- WHAT YOU NEED TO DO -
Where does the word "types" show up in the records? Copy every line that has it.

- PROVIDED RECORDS -
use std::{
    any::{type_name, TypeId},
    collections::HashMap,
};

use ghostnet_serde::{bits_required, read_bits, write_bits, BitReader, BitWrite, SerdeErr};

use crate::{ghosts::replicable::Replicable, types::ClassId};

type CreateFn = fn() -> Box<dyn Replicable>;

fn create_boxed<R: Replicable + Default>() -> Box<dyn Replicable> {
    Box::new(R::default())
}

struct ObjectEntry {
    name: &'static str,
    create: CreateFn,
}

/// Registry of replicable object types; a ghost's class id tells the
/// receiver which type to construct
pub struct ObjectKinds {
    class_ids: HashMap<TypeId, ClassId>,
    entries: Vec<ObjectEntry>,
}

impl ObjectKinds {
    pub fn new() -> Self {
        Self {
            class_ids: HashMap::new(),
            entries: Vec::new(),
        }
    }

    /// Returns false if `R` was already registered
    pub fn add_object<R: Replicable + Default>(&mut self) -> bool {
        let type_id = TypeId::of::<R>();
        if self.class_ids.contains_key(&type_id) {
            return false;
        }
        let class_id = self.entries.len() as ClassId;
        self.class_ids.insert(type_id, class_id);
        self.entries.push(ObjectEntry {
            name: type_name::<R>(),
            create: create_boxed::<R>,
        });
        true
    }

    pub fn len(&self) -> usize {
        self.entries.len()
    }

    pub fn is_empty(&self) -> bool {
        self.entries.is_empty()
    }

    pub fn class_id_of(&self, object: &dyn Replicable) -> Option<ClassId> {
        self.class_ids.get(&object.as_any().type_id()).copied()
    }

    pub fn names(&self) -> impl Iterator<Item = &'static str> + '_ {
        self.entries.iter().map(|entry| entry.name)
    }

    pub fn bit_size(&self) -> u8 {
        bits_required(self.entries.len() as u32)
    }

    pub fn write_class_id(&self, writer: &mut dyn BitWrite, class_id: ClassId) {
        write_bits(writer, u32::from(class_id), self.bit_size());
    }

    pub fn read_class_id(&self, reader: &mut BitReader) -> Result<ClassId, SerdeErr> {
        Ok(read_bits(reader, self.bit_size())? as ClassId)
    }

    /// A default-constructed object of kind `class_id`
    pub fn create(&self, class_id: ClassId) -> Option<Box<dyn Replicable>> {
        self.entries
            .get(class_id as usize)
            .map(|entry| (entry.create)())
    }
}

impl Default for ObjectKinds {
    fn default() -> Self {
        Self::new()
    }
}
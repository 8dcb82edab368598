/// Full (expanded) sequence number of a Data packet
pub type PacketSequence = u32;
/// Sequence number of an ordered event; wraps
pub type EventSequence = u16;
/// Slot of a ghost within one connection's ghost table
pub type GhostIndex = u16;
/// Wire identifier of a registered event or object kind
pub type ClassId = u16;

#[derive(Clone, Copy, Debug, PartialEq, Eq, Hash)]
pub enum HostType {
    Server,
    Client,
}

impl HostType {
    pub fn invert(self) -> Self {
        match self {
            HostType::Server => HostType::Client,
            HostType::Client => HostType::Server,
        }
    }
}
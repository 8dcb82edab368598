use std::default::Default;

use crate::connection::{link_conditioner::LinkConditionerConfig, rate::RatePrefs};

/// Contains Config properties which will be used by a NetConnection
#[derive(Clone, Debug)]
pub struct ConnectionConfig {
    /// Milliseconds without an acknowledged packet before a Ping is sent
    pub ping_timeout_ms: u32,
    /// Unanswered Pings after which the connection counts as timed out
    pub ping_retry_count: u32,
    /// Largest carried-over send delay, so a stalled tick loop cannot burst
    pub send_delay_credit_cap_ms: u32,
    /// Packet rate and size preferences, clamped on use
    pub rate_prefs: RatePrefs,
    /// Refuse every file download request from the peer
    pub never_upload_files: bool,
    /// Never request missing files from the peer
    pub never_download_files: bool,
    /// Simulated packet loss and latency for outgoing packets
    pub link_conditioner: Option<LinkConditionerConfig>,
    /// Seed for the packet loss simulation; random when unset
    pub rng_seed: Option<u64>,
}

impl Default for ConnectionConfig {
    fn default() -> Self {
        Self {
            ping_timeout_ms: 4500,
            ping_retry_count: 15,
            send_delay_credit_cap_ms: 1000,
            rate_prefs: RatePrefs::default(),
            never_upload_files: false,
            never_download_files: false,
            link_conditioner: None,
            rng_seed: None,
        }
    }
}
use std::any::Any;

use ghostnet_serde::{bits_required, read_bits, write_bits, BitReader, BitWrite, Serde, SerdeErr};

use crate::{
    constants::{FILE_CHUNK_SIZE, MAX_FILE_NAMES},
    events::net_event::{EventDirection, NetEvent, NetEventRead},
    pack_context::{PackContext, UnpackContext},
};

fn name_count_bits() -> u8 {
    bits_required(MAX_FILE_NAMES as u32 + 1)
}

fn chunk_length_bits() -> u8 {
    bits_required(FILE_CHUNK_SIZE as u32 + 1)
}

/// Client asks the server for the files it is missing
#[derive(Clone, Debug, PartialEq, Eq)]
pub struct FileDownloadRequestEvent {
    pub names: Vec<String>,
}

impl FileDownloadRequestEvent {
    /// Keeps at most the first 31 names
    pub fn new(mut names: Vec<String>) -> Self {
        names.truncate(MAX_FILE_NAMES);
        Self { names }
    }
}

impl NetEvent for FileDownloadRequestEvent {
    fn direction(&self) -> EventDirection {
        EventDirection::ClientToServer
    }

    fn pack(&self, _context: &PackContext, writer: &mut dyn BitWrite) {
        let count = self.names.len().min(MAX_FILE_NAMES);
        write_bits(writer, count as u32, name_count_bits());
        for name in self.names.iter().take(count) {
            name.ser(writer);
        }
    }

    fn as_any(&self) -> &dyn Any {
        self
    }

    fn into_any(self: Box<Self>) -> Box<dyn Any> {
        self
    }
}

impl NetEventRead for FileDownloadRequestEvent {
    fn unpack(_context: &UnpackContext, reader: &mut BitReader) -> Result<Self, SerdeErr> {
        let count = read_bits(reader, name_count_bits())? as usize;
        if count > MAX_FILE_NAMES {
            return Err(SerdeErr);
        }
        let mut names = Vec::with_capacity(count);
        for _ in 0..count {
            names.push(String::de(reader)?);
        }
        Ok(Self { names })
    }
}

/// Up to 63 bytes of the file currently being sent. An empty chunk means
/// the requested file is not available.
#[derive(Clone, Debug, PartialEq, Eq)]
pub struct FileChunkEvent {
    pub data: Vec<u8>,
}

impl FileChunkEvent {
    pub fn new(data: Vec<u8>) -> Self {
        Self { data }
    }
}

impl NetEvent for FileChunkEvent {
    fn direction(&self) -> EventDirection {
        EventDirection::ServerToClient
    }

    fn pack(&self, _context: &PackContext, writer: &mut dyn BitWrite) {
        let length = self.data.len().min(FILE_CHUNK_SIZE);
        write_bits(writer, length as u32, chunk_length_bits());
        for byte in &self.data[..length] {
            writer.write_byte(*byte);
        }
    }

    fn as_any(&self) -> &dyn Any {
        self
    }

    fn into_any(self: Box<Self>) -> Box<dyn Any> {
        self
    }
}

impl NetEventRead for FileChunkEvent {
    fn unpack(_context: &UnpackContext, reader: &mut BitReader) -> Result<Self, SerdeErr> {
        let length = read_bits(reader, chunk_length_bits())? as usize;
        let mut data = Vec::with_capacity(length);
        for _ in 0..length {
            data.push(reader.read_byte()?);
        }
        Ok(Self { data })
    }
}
==
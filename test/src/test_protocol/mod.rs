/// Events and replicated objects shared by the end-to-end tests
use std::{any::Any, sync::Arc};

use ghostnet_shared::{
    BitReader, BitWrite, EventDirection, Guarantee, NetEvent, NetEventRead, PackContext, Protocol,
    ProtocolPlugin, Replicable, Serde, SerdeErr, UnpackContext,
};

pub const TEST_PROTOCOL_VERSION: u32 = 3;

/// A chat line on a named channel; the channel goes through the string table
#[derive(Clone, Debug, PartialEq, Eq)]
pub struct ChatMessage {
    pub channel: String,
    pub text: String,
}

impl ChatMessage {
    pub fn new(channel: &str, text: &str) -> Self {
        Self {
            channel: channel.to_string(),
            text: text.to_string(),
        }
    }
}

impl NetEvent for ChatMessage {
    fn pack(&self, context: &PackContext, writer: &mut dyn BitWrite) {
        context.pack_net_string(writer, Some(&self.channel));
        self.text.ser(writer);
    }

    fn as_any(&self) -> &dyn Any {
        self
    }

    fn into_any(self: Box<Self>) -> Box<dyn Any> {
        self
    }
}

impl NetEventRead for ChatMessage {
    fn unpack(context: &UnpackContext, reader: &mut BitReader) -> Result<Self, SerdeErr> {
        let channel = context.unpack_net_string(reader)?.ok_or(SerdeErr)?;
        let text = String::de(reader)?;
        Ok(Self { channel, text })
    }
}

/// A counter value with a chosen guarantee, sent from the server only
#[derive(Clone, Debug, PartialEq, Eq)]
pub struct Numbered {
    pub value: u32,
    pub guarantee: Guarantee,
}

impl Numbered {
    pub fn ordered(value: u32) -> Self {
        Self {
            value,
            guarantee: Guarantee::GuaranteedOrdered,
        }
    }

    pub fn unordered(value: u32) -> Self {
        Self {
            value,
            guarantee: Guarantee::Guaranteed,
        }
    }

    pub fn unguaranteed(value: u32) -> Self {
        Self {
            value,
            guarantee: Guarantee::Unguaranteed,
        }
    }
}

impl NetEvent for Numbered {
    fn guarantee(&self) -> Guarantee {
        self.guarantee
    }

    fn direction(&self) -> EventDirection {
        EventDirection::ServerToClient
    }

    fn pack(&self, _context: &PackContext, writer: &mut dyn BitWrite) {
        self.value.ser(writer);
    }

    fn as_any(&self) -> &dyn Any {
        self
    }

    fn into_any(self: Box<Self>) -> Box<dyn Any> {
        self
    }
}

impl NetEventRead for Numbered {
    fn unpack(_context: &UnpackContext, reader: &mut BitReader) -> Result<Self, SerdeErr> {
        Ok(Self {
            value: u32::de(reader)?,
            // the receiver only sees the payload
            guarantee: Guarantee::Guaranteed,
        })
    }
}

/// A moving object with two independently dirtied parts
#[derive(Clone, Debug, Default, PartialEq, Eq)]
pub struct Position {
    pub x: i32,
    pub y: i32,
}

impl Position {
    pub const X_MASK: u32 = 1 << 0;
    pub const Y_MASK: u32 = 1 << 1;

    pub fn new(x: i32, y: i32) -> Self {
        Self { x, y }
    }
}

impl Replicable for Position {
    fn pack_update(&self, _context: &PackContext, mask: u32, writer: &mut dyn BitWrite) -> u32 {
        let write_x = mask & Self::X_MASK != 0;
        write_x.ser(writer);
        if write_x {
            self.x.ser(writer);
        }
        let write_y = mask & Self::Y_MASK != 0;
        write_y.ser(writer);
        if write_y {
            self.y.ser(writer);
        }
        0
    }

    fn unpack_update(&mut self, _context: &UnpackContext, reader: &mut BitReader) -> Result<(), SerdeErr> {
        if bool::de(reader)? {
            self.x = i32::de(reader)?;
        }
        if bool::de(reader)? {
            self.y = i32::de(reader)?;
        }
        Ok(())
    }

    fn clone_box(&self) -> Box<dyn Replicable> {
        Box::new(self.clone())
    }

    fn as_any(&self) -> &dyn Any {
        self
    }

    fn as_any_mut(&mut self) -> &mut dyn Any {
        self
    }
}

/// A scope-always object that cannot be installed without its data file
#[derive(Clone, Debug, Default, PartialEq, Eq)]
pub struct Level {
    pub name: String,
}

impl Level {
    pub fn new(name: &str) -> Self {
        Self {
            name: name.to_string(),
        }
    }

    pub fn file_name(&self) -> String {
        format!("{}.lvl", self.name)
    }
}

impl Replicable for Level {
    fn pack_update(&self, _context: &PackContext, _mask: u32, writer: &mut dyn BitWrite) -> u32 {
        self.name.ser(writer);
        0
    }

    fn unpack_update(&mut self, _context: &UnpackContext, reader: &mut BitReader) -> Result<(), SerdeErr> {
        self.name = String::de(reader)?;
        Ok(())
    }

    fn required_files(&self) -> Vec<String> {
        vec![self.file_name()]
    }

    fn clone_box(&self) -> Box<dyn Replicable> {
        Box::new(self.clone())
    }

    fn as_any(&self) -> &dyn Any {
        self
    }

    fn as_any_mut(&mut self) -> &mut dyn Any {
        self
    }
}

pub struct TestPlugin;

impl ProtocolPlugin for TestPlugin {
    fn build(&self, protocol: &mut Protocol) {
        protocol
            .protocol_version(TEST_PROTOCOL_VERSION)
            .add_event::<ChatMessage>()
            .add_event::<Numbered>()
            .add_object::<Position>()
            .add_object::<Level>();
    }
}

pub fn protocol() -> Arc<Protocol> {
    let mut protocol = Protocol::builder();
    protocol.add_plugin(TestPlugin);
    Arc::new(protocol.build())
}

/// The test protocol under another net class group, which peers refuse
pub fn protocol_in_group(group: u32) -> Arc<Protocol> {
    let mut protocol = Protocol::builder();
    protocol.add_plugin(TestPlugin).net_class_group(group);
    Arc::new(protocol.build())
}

- SOLVED EXERCISE -
use crate::{ghosts::replicable::Replicable, types::ClassId};
/// Registry of replicable object types; a ghost's class id tells the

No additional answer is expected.